Copy out the listing below, keeping every character as is.

==================================================

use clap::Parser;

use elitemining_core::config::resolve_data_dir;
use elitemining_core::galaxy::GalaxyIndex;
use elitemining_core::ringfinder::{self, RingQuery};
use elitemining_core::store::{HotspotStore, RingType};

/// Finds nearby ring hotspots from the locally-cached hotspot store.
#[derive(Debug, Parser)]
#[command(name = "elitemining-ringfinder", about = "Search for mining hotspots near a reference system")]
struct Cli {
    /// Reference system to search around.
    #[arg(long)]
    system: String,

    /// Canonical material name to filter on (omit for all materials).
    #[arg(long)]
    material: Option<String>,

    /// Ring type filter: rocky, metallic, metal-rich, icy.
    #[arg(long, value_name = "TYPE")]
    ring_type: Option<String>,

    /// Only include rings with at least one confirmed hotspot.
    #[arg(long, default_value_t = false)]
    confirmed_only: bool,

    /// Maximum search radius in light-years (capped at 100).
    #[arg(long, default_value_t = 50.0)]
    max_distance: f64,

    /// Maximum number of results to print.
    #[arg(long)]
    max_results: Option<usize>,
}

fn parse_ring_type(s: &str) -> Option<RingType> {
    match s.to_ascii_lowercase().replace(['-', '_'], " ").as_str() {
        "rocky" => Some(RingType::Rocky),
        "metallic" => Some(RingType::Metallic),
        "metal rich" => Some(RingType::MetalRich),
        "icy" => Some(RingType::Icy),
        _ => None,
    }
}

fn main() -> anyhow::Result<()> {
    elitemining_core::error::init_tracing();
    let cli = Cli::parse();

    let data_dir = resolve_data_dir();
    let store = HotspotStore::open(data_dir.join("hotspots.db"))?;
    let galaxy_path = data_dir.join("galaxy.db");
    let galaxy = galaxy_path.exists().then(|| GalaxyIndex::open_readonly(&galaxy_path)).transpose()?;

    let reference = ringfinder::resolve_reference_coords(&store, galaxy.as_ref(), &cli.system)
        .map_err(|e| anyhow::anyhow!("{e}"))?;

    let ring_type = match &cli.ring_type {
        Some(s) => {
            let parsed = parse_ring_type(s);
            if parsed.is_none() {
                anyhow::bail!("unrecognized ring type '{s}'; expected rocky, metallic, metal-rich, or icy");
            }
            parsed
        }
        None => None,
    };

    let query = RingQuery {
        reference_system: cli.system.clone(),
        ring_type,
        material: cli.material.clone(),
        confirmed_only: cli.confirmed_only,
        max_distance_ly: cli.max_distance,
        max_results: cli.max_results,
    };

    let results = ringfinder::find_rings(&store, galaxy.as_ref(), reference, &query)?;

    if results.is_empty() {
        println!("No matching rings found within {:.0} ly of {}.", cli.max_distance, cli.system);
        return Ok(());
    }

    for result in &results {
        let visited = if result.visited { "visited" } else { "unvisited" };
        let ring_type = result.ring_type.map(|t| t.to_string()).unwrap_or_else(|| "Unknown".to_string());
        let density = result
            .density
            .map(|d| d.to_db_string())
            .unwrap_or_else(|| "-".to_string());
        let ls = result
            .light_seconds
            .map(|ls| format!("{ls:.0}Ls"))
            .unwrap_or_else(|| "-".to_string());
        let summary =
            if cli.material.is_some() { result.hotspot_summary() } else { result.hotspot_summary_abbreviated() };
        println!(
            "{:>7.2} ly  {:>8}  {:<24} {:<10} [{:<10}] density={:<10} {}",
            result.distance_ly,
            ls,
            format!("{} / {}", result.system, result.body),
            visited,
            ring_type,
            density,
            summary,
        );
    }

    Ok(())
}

==================================================

#### Answer area
use clap::Parser;

use elitemining_core::config::resolve_data_dir;
use elitemining_core::galaxy::GalaxyIndex;
use elitemining_core::ringfinder::{self, RingQuery};
use elitemining_core::store::{HotspotStore, RingType};

/// Finds nearby ring hotspots from the locally-cached hotspot store.
#[derive(Debug, Parser)]
#[command(name = "elitemining-ringfinder", about = "Search for mining hotspots near a reference system")]
struct Cli {
    /// Reference system to search around.
    #[arg(long)]
    system: String,

    /// Canonical material name to filter on (omit for all materials).
    #[arg(long)]
    material: Option<String>,

    /// Ring type filter: rocky, metallic, metal-rich, icy.
    #[arg(long, value_name = "TYPE")]
    ring_type: Option<String>,

    /// Only include rings with at least one confirmed hotspot.
    #[arg(long, default_value_t = false)]
    confirmed_only: bool,

    /// Maximum search radius in light-years (capped at 100).
    #[arg(long, default_value_t = 50.0)]
    max_distance: f64,

    /// Maximum number of results to print.
    #[arg(long)]
    max_results: Option<usize>,
}

fn parse_ring_type(s: &str) -> Option<RingType> {
    match s.to_ascii_lowercase().replace(['-', '_'], " ").as_str() {
        "rocky" => Some(RingType::Rocky),
        "metallic" => Some(RingType::Metallic),
        "metal rich" => Some(RingType::MetalRich),
        "icy" => Some(RingType::Icy),
        _ => None,
    }
}

fn main() -> anyhow::Result<()> {
    elitemining_core::error::init_tracing();
    let cli = Cli::parse();

    let data_dir = resolve_data_dir();
    let store = HotspotStore::open(data_dir.join("hotspots.db"))?;
    let galaxy_path = data_dir.join("galaxy.db");
    let galaxy = galaxy_path.exists().then(|| GalaxyIndex::open_readonly(&galaxy_path)).transpose()?;

    let reference = ringfinder::resolve_reference_coords(&store, galaxy.as_ref(), &cli.system)
        .map_err(|e| anyhow::anyhow!("{e}"))?;

    let ring_type = match &cli.ring_type {
        Some(s) => {
            let parsed = parse_ring_type(s);
            if parsed.is_none() {
                anyhow::bail!("unrecognized ring type '{s}'; expected rocky, metallic, metal-rich, or icy");
            }
            parsed
        }
        None => None,
    };

    let query = RingQuery {
        reference_system: cli.system.clone(),
        ring_type,
        material: cli.material.clone(),
        confirmed_only: cli.confirmed_only,
        max_distance_ly: cli.max_distance,
        max_results: cli.max_results,
    };

    let results = ringfinder::find_rings(&store, galaxy.as_ref(), reference, &query)?;

    if results.is_empty() {
        println!("No matching rings found within {:.0} ly of {}.", cli.max_distance, cli.system);
        return Ok(());
    }

    for result in &results {
        let visited = if result.visited { "visited" } else { "unvisited" };
        let ring_type = result.ring_type.map(|t| t.to_string()).unwrap_or_else(|| "Unknown".to_string());
        let density = result
            .density
            .map(|d| d.to_db_string())
            .unwrap_or_else(|| "-".to_string());
        let ls = result
            .light_seconds
            .map(|ls| format!("{ls:.0}Ls"))
            .unwrap_or_else(|| "-".to_string());
        let summary =
            if cli.material.is_some() { result.hotspot_summary() } else { result.hotspot_summary_abbreviated() };
        println!(
            "{:>7.2} ly  {:>8}  {:<24} {:<10} [{:<10}] density={:<10} {}",
            result.distance_ly,
            ls,
            format!("{} / {}", result.system, result.body),
            visited,
            ring_type,
            density,
            summary,
        );
    }

    Ok(())
}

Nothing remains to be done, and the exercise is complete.